From (41) we conclude that \(\mathcal {I}_{k+1} \subseteq \mathcal {I}_{k},\,\forall k\in \mathbb {N}\), and we can also conclude that \(\cap _{k=0}^\infty \mathcal {I}_{k}\) has non-empty interior. Choose then an open set \(A\) in \(\cap _{k=0}^\infty \mathcal {I}_{k}\). By construction the Markov chain \(z_k\) is irreducible [see Meyn and Tweedie (2009), Ch. 4] with respect to the indicator function of set \(A\), which is equivalent to saying that one can reach any open set in \(A\) for any initial condition \(z_1 \in \mathcal {I}_1\). One can also conclude that for any initial condition \(z_1 \in \mathcal {I}_1\), the state \(z_k,\,k\in \mathbb {N}\), visits the set \(A\) in infinite number of times and that the Markov chain is aperiodic meaning that it does not take values in disjoint sets visited periodically. This implies that the chain is Harris recurrent [see Meyn and Tweedie (2009), Ch. 9] and admits a unique invariant measure \(\pi _{\mathrm{MC}}\) (which can be made a probability measure by properly scaling since the chain takes values in a bounded set) and, from the aperiodic ergodic theorem [cf. Meyn and Tweedie (2009), p. 309], we have

$$\begin{aligned} \lim _{n\rightarrow \infty }\mathsf {P}^n(z_1,B) = \pi _{\text {MC}}(B), \end{aligned}$$

for any initial condition \(z_1 \in \mathcal {I}_1\) and for any open set \(B \subseteq \mathcal {I}_1\), where \(\mathsf {P}^n(y,B) := \text {Prob}(z_{n+1}\in B|z_1=y)\) for \(n\in \mathbb {N}\). Using the results in (Antunes et al. 2013), one can prove that the process \(w(t): = (m(t),p(t),\xi (t))\) where \(\xi (t):=t-t_{N(t)},\,N(t):= \max \{k \in \mathbb {N}_{0}:t_k\le t\}\) is the time since the last division, is a Piecewise deterministic process in the sense of (Davis 1993).

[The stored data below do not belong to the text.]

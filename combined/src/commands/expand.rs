//! Expand command - show how the query macros rewrite a query.

use std::collections::HashMap;
use std::sync::Arc;

use chrono::{DateTime, NaiveDate, Utc};
use chrono_tz::Tz;
use common::{AppError, AppResult};
use domain::{ClientDetails, SessionHolder, User, UserDetails, UserSession, ANONYMOUS_USERNAME};
use query_macro_lib::{ParamValue, QueryMacroConfig, QueryMacroExpander, TimeZoneResolver};
use security_service_lib::service::UserRepository;

use super::connect;
use crate::cli::ExpandArgs;

pub async fn execute(args: ExpandArgs) -> AppResult<()> {
    let time_zone = args.time_zone.as_deref().map(parse_time_zone).transpose()?;
    let now = match args.now.as_deref() {
        Some(now) => parse_timestamp(now)?,
        None => Utc::now(),
    };
    let mut params = args
        .params
        .iter()
        .map(|param| parse_param(param))
        .collect::<AppResult<HashMap<_, _>>>()?;

    let sessions = Arc::new(SessionHolder::new());
    if let Some(session) = session(args.username.as_deref(), time_zone).await? {
        sessions.set(session)?;
    }

    let expander = QueryMacroExpander::with_defaults(
        &QueryMacroConfig::from_env(),
        TimeZoneResolver::with_sessions(sessions),
    );
    let expansion = expander.expand(&args.query)?;
    expander.bind(&expansion, &mut params, now)?;

    println!("{}", expansion.query);
    for (name, param_type) in &expansion.param_types {
        println!("  {}: {:?}", name, param_type);
    }

    let mut bound: Vec<_> = params.into_iter().collect();
    bound.sort_by(|a, b| a.0.cmp(&b.0));
    for (name, value) in bound {
        println!("  :{} = {}", name, format_value(&value));
    }

    Ok(())
}

/// Session for `--username`, or an anonymous one carrying `--time-zone`.
async fn session(username: Option<&str>, time_zone: Option<Tz>) -> AppResult<Option<UserSession>> {
    match username {
        Some(username) => {
            let services = connect().await?;
            let user = services.user_repository.load_user_by_username(username).await?;
            let zone = time_zone.or_else(|| user.time_zone());
            Ok(Some(UserSession::new(
                user,
                Some(ClientDetails {
                    time_zone: zone,
                    ..ClientDetails::default()
                }),
            )))
        }
        None => Ok(time_zone.map(|zone| {
            UserSession::new(
                User::with_username(ANONYMOUS_USERNAME),
                Some(ClientDetails::with_time_zone(zone)),
            )
        })),
    }
}

fn parse_time_zone(id: &str) -> AppResult<Tz> {
    id.trim()
        .parse::<Tz>()
        .map_err(|_| AppError::bad_request(format!("Unknown time zone '{}'", id)))
}

fn parse_timestamp(text: &str) -> AppResult<DateTime<Utc>> {
    DateTime::parse_from_rfc3339(text.trim())
        .map(|ts| ts.with_timezone(&Utc))
        .map_err(|e| AppError::bad_request(format!("Invalid timestamp '{}': {}", text, e)))
}

fn parse_param(param: &str) -> AppResult<(String, ParamValue)> {
    let (name, value) = param
        .split_once('=')
        .ok_or_else(|| AppError::bad_request(format!("Expected NAME=VALUE, got '{}'", param)))?;

    let value = value.trim();
    let parsed = match NaiveDate::parse_from_str(value, "%Y-%m-%d") {
        Ok(date) => ParamValue::Date(date),
        Err(_) => match parse_timestamp(value) {
            Ok(ts) => ParamValue::Timestamp(ts),
            Err(_) => match value.parse::<i64>() {
                Ok(n) => ParamValue::Integer(n),
                Err(_) => ParamValue::Text(value.to_string()),
            },
        },
    };
    Ok((name.trim().trim_start_matches(':').to_string(), parsed))
}

fn format_value(value: &ParamValue) -> String {
    match value {
        ParamValue::Timestamp(ts) => ts.to_rfc3339(),
        ParamValue::Date(date) => date.to_string(),
        ParamValue::Text(text) => format!("'{}'", text),
        ParamValue::Integer(n) => n.to_string(),
    }
}

#[cfg(test)]
mod tests {
    use super::*;

    #[test]
    fn test_parse_param_kinds() {
        assert_eq!(
            parse_param(":d=2024-05-01").unwrap(),
            ("d".to_string(), ParamValue::Date(NaiveDate::from_ymd_opt(2024, 5, 1).unwrap()))
        );
        assert!(matches!(
            parse_param("ts=2024-05-01T10:00:00+02:00").unwrap().1,
            ParamValue::Timestamp(_)
        ));
        assert_eq!(parse_param("n=42").unwrap().1, ParamValue::Integer(42));
        assert_eq!(parse_param("s=abc").unwrap().1, ParamValue::Text("abc".into()));
        assert!(parse_param("missing-separator").is_err());
    }

    #[test]
    fn test_parse_time_zone() {
        assert_eq!(parse_time_zone(" Europe/Paris ").unwrap(), chrono_tz::Europe::Paris);
        assert!(matches!(parse_time_zone("Mars/Olympus"), Err(AppError::BadRequest(_))));
    }

    #[tokio::test]
    async fn test_anonymous_session_carries_time_zone() {
        let tokyo = session(None, Some(chrono_tz::Asia::Tokyo)).await.unwrap().unwrap();
        assert_eq!(tokyo.user.username, ANONYMOUS_USERNAME);
        assert_eq!(tokyo.time_zone(), Some(chrono_tz::Asia::Tokyo));

        assert!(session(None, None).await.unwrap().is_none());
    }
}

Then \(z_k\) is the so called imbedded Markov chain of this process and using the connection between stationary distribution of the embedded chain and of the piecewise deterministic process (Davis 1993) one can conclude that the piecewise deterministic process also has an invariant distribution \(\pi _{PD}\). Then for any function \(g(m,p) = m^{n_1}p^{n_2},\,n_1,n_2 \in \mathbb {N}\), we have

$$\begin{aligned} \lim _{t\rightarrow \infty } \mathbb {E}[g(m(t),p(t))] = \int g(m,p) \pi _{PD}(dw), \ \ w=(m,p,\xi ), \end{aligned}$$

which concludes the proof. \(\square \)